*What you should do*. Pull every line from the records that has the word "bool" in it.

*Data for review*.
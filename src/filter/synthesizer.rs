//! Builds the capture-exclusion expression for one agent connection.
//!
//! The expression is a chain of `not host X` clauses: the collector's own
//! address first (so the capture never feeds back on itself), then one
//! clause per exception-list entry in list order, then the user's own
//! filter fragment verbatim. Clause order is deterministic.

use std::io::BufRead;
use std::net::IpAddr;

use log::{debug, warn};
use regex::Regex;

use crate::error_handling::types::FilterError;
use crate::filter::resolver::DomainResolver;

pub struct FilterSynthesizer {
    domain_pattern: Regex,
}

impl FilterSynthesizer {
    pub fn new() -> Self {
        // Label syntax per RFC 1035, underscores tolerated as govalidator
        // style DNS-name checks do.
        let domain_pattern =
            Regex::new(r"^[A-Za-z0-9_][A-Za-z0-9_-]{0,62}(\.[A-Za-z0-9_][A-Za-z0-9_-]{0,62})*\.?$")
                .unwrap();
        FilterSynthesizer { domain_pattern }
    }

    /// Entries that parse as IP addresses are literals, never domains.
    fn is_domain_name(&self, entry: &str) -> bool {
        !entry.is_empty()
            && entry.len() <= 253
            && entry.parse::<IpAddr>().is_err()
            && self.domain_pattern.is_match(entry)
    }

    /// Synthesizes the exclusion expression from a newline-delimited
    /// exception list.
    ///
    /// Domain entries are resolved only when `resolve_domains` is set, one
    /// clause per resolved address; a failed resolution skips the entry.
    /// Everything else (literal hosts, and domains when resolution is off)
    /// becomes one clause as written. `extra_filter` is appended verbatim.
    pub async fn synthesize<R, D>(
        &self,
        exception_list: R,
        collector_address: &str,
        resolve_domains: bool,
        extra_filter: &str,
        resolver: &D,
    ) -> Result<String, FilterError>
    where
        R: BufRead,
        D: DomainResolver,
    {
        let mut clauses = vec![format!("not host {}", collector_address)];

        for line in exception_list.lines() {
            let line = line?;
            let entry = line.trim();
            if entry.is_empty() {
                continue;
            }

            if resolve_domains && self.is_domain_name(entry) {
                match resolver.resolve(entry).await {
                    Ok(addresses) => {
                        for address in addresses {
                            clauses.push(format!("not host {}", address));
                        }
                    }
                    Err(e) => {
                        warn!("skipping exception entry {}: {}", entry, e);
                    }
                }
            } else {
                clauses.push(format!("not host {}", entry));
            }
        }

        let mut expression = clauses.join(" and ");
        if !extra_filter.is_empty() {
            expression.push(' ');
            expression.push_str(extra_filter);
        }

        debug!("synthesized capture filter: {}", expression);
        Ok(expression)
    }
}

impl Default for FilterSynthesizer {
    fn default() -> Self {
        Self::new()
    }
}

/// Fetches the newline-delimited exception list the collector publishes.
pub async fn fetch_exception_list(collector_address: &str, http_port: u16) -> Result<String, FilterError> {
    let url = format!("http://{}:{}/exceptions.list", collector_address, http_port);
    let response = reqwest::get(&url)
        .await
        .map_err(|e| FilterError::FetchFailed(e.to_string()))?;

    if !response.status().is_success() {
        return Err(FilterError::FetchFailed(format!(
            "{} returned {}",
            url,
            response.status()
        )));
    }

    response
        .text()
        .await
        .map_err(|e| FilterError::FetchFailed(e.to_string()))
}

...

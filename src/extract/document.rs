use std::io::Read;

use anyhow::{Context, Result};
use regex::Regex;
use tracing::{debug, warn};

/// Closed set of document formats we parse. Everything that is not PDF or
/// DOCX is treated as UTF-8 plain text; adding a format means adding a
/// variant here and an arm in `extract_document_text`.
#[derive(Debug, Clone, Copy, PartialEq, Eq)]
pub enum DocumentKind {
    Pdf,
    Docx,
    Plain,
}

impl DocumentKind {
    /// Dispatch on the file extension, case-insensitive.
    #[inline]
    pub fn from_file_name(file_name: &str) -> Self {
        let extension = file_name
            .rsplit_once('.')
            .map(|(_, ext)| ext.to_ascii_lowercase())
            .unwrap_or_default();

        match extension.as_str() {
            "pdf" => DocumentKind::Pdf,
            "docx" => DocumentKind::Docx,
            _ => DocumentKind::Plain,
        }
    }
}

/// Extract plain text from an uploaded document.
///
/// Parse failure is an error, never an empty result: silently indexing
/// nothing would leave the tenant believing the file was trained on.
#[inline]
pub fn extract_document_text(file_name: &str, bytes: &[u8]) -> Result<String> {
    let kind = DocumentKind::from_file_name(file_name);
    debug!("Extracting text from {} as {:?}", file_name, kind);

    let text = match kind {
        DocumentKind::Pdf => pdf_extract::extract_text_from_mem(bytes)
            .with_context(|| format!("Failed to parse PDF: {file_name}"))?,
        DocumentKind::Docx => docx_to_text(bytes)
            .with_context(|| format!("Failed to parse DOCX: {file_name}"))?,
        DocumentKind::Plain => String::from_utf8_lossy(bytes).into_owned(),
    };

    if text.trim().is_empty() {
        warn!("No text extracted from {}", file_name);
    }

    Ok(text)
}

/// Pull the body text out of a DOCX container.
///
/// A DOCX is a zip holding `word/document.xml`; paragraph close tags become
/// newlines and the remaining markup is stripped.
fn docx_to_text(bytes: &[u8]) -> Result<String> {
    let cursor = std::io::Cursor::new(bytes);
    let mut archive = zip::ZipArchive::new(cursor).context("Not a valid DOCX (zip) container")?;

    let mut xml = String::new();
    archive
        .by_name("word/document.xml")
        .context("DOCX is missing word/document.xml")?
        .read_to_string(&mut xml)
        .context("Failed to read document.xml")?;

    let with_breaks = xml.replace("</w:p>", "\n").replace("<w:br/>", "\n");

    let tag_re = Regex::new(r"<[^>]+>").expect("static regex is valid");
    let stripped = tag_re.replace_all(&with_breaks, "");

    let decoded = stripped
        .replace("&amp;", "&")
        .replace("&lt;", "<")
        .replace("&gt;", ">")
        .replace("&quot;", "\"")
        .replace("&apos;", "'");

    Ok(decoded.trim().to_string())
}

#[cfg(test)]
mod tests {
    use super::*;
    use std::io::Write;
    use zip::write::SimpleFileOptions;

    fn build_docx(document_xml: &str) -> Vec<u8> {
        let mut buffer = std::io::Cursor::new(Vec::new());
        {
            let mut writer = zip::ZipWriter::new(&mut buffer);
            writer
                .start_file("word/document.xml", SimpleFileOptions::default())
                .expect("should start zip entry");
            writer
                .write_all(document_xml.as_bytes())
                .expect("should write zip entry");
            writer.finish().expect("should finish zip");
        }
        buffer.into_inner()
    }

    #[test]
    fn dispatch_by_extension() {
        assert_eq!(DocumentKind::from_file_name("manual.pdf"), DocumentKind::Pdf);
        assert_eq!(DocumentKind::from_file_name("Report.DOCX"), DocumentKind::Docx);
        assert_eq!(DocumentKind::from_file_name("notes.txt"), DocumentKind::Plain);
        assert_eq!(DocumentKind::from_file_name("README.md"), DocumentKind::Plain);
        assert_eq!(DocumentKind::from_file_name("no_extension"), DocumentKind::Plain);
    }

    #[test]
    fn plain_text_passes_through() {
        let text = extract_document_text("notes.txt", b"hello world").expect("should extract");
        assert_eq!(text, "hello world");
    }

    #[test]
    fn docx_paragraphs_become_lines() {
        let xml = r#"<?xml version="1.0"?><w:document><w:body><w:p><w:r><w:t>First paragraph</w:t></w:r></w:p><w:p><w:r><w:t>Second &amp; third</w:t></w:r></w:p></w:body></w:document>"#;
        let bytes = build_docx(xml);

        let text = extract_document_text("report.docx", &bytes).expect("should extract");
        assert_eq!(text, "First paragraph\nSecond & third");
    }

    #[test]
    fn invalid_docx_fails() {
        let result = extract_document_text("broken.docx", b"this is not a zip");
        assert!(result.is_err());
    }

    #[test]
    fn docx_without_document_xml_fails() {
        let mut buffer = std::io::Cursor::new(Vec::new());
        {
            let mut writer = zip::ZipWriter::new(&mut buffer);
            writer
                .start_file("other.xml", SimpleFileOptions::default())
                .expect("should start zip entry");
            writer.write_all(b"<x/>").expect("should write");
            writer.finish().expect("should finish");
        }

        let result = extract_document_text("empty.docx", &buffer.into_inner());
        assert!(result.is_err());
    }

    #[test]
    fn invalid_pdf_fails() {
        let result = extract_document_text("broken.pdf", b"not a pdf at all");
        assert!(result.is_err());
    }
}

*Response to the exercise*.
    fn is_domain_name(&self, entry: &str) -> bool {
        resolve_domains: bool,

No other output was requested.